Havia um certo monge escocês, chamado Dicul, que tinha um pequeno mosteiro num lugar chamado Bosanham, rodeado por bosques e pelo mar, e nele viviam cinco ou seis irmãos, servindo ao Senhor com uma vida humilde e pobre. Mas nenhum dos habitantes locais se importava em imitar sua vida ou em ouvir seus ensinamentos.

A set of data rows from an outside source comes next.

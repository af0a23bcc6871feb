// tests/session/registry_test.rs
#[path = "../common/mod.rs"]
mod common;

use std::time::Duration;

use common::{labels, params, MemoryConnector, ScriptedStrategy};
use object_explorer::expansion::{FolderStrategy, StrategyRegistry};
use object_explorer::session::{ExplorerEvent, SessionRegistry, SessionState};
use object_explorer::tree::{ChildDescriptor, NodeKind};
use object_explorer::ExplorerError;

fn server_folders() -> FolderStrategy {
    FolderStrategy::new(NodeKind::Server).folder(NodeKind::DatabasesFolder, 0)
}

#[tokio::test]
async fn test_root_node_is_server() {
    let registry = SessionRegistry::builder(MemoryConnector::new()).build();

    let created = registry.create_session(params()).await.unwrap();
    assert!(!created.reused);
    assert_eq!(created.root_node.node_path, "srv");
    assert_eq!(created.root_node.node_type, "Server");
    assert_eq!(created.root_node.label, "srv");
    assert!(!created.root_node.is_leaf);

    let session = registry.session(&created.session_id).unwrap();
    assert_eq!(session.state(), SessionState::Active);
}

#[tokio::test]
async fn test_expand_root_lists_folders() {
    let registry = SessionRegistry::builder(MemoryConnector::new())
        .strategies(StrategyRegistry::new().with(server_folders()))
        .build();
    let created = registry.create_session(params()).await.unwrap();

    let response = registry.expand(&created.session_id, "srv", false).await;
    assert_eq!(response.node_path, "srv");
    assert_eq!(labels(&response.nodes), vec!["Databases"]);
    assert_eq!(response.nodes[0].node_path, "srv/Databases");
    assert_eq!(response.nodes[0].node_type, "Folder");
    assert!(response.error_message.is_none());
}

#[tokio::test]
async fn test_partial_failure_reports_children_and_error() {
    let strategies = StrategyRegistry::new()
        .with(
            FolderStrategy::new(NodeKind::Database)
                .folder(NodeKind::TablesFolder, 0)
                .folder(NodeKind::ViewsFolder, 1),
        )
        .with(ScriptedStrategy::new("extras", NodeKind::Database).failing("access denied"));
    let registry = SessionRegistry::builder(MemoryConnector::new())
        .strategies(
            strategies.with(
                ScriptedStrategy::new("databases", NodeKind::Server)
                    .child(ChildDescriptor::new(NodeKind::Database, "sales")),
            ),
        )
        .build();
    let created = registry.create_session(params()).await.unwrap();

    registry.expand(&created.session_id, "srv", false).await;
    let response = registry.expand(&created.session_id, "srv/sales", false).await;

    assert_eq!(labels(&response.nodes), vec!["Tables", "Views"]);
    assert_eq!(response.error_message.as_deref(), Some("access denied"));

    let session = registry.session(&created.session_id).unwrap();
    assert_eq!(session.last_error().as_deref(), Some("access denied"));
}

#[tokio::test]
async fn test_unknown_session_and_path_are_empty() {
    let registry = SessionRegistry::builder(MemoryConnector::new())
        .strategies(StrategyRegistry::new().with(server_folders()))
        .build();
    let created = registry.create_session(params()).await.unwrap();

    let unknown_session = registry.expand("no-such-session", "srv", false).await;
    assert!(unknown_session.is_empty());
    assert!(unknown_session.error_message.is_none());

    // Never populated, so it is not addressable yet.
    let unknown_path = registry
        .expand(&created.session_id, "srv/Databases/sales", false)
        .await;
    assert!(unknown_path.is_empty());
    assert!(unknown_path.error_message.is_none());

    let refreshed = registry.refresh("no-such-session", "srv").await;
    assert!(refreshed.is_empty());
}

#[tokio::test]
async fn test_expand_reuses_children_until_refresh() {
    let tables = ScriptedStrategy::new("databases", NodeKind::Server)
        .child(ChildDescriptor::new(NodeKind::Database, "sales"));
    let stats = tables.stats.clone();
    let registry = SessionRegistry::builder(MemoryConnector::new())
        .strategies(StrategyRegistry::new().with(tables))
        .build();
    let created = registry.create_session(params()).await.unwrap();

    let first = registry.expand(&created.session_id, "srv", false).await;
    let second = registry.expand(&created.session_id, "srv", false).await;
    assert_eq!(first, second);
    assert_eq!(stats.calls(), 1);

    let refreshed = registry.refresh(&created.session_id, "srv").await;
    assert_eq!(labels(&refreshed.nodes), vec!["sales"]);
    assert_eq!(stats.calls(), 2);
}

#[tokio::test]
async fn test_expand_leaf_is_empty() {
    let strategies = StrategyRegistry::new().with(
        ScriptedStrategy::new("columns", NodeKind::Server)
            .child(ChildDescriptor::new(NodeKind::Column, "id")),
    );
    let registry = SessionRegistry::builder(MemoryConnector::new())
        .strategies(strategies)
        .build();
    let created = registry.create_session(params()).await.unwrap();

    let response = registry.expand(&created.session_id, "srv", false).await;
    assert!(response.nodes[0].is_leaf);

    let leaf = registry.expand(&created.session_id, "srv/id", false).await;
    assert!(leaf.is_empty());
    assert!(leaf.error_message.is_none());
}

#[tokio::test]
async fn test_create_reuses_active_session() {
    let connector = MemoryConnector::new();
    let stats = connector.stats.clone();
    let registry = SessionRegistry::builder(connector).build();

    let first = registry.create_session(params()).await.unwrap();
    let second = registry.create_session(params()).await.unwrap();

    assert_eq!(first.session_id, second.session_id);
    assert!(second.reused);
    assert_eq!(stats.connects(), 1);
    assert_eq!(registry.len(), 1);

    let other = registry
        .create_session(params().with_database("inventory"))
        .await
        .unwrap();
    assert_ne!(other.session_id, first.session_id);
    assert_eq!(registry.len(), 2);
}

#[tokio::test]
async fn test_password_does_not_split_sessions() {
    let registry = SessionRegistry::builder(MemoryConnector::new()).build();

    let a = registry
        .create_session(params().with_credentials("app", "one"))
        .await
        .unwrap();
    let b = registry
        .create_session(params().with_credentials("app", "two"))
        .await
        .unwrap();
    assert_eq!(a.session_id, b.session_id);
    assert!(b.reused);
}

#[tokio::test]
async fn test_connect_failure_never_registers() {
    let (registry, mut events) = SessionRegistry::builder(MemoryConnector::failing("login failed"))
        .build_with_events();

    let err = registry.create_session(params()).await.unwrap_err();
    assert!(matches!(err, ExplorerError::Connect { .. }));
    assert!(err.to_string().contains("login failed"));
    assert!(registry.is_empty());

    match events.recv().await.unwrap() {
        ExplorerEvent::SessionCreated {
            success,
            root_node,
            error_message,
            ..
        } => {
            assert!(!success);
            assert!(root_node.is_none());
            assert!(error_message.unwrap().contains("login failed"));
        }
        other => panic!("unexpected event: {:?}", other),
    }
}

#[tokio::test]
async fn test_create_timeout_still_registers_late_session() {
    let connector = MemoryConnector::new().with_delay(Duration::from_millis(200));
    let stats = connector.stats.clone();
    let registry = SessionRegistry::builder(connector)
        .create_session_timeout(Duration::from_millis(20))
        .build();

    let err = registry.create_session(params()).await.unwrap_err();
    assert!(err.is_timeout());

    tokio::time::sleep(Duration::from_millis(400)).await;
    assert_eq!(registry.len(), 1);

    let again = registry.create_session(params()).await.unwrap();
    assert!(again.reused);
    assert_eq!(stats.connects(), 1);
}

#[tokio::test(flavor = "multi_thread", worker_threads = 4)]
async fn test_concurrent_creates_keep_one_connection() {
    let connector = MemoryConnector::new().with_delay(Duration::from_millis(50));
    let stats = connector.stats.clone();
    let registry = SessionRegistry::builder(connector).build();

    let (a, b) = tokio::join!(
        registry.create_session(params()),
        registry.create_session(params())
    );
    let (a, b) = (a.unwrap(), b.unwrap());

    assert_eq!(a.session_id, b.session_id);
    assert!(a.reused != b.reused);
    assert_eq!(registry.len(), 1);
    assert_eq!(stats.connects() - stats.disconnects(), 1);
}

#[tokio::test]
async fn test_close_is_idempotent() {
    let connector = MemoryConnector::new();
    let stats = connector.stats.clone();
    let (registry, mut events) = SessionRegistry::builder(connector)
        .strategies(StrategyRegistry::new().with(server_folders()))
        .build_with_events();
    let created = registry.create_session(params()).await.unwrap();
    let session = registry.session(&created.session_id).unwrap();

    assert!(registry.close_session(&created.session_id).await);
    assert!(registry.close_session(&created.session_id).await);
    assert!(registry.close_session("never-existed").await);

    assert_eq!(stats.disconnects(), 1);
    assert!(registry.is_empty());
    assert_eq!(session.state(), SessionState::Removed);
    assert!(session.binding().is_closed());

    let after = registry.expand(&created.session_id, "srv", false).await;
    assert!(after.is_empty());

    assert!(matches!(
        events.recv().await,
        Some(ExplorerEvent::SessionCreated { success: true, .. })
    ));
    assert_eq!(
        events.recv().await,
        Some(ExplorerEvent::SessionClosed {
            session_id: created.session_id.clone()
        })
    );
}

#[tokio::test]
async fn test_expand_emits_completion_event() {
    let (registry, mut events) = SessionRegistry::builder(MemoryConnector::new())
        .strategies(StrategyRegistry::new().with(server_folders()))
        .build_with_events();
    let created = registry.create_session(params()).await.unwrap();
    let response = registry.expand(&created.session_id, "srv", false).await;

    let _created_event = events.recv().await;
    assert_eq!(
        events.recv().await,
        Some(ExplorerEvent::ExpandCompleted(response))
    );
}

#[tokio::test]
async fn test_shutdown_closes_everything() {
    let connector = MemoryConnector::new();
    let stats = connector.stats.clone();
    let registry = SessionRegistry::builder(connector).build();

    registry.create_session(params()).await.unwrap();
    registry
        .create_session(params().with_database("inventory"))
        .await
        .unwrap();

    registry.shutdown().await;
    assert!(registry.is_empty());
    assert_eq!(stats.disconnects(), 2);
}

Mas o Bispo Wilfrid, pregando o evangelho à nação, não só a resgatou da escuridão da danação perpétua, como também de uma terrível calamidade de destruição temporal. Durante os três anos anteriores à sua chegada à província, não choveu naquelas regiões, de onde uma fome impiedosa assolou o povo, deixando-o prostrado e tomado por uma morte ímpia. Por fim, dizem que muitas vezes quarenta ou cinquenta homens, exaustos pela fome, se dirigiam a algum precipício ou à beira-mar e, com as mãos unidas em desespero, atiravam-se juntos, para perecer na queda ou serem engolidos pelas ondas. Mas no mesmo dia em que aquela nação recebeu o batismo da fé, caiu uma chuva serena e abundante, a terra floresceu novamente e um ano feliz e frutífero retornou com o verdejamento dos campos. E assim, tendo rejeitado sua antiga superstição e exalado a idolatria, o coração e a carne de todos se alegraram no Deus vivo. Compreendendo que Ele, o verdadeiro Deus, os havia enriquecido com bens interiores e exteriores pela graça celestial. Pois, quando o bispo chegou à província e viu o grande sofrimento causado pela fome, ensinou-lhes a buscar alimento através da pesca. O mar e os rios eram abundantes em peixes, mas o povo não tinha habilidade para pescar, exceto enguias. Portanto, tendo recolhido redes de pesca onde quer que pudessem, os homens do bispo as lançaram ao mar e, com a ajuda da graça divina, logo pescaram 300 peixes de diversas espécies. Dividindo-os em três partes, deram 100 aos pobres, 100 àqueles de quem haviam recebido as redes e 100 para seu próprio uso. Com esse benefício, o bispo converteu grandemente os corações de todos ao seu amor, e eles começaram a esperar com mais vontade pelas coisas celestiais, conforme ele pregava, por meio de cujo ministério haviam recebido bens materiais.

Naquela época, o rei Etelvalque concedeu ao reverendíssimo bispo Wilfrid uma terra com 87 famílias, onde ele poderia acolher seu povo exilado, chamada Seleseu, que em latim significa "ilha do bezerro do mar". Pois é um lugar cercado pelo mar por todos os lados, exceto a oeste, de onde possui uma entrada tão larga quanto um estilingue; tal lugar é geralmente chamado pelos latinos de península e pelos gregos de cherronesos. Portanto, quando o bispo Wilfrid recebeu este lugar, fundou ali um mosteiro e estabeleceu uma vida regular, principalmente com os irmãos que trouxera consigo; vida essa que seus sucessores mantêm até hoje. Pois ele próprio exerceu o ofício de bispo naquelas paragens por cinco anos, ou seja, até a morte do rei Egfrid, sendo merecidamente honrado por todos, tanto em palavras quanto em ações. E visto que o rei, com a posse do lugar supracitado, deu a todos os que ali estavam, faculdades com terras e pessoas, todos os quais, tendo sido firmados na fé em Cristo, foram lavados com a água do batismo; entre os quais estavam duzentos e cinquenta servos e servas; todos os quais, assim como Ele os salvou da escravidão demoníaca pelo batismo, também os libertou do jugo da escravidão humana, concedendo-lhes a liberdade.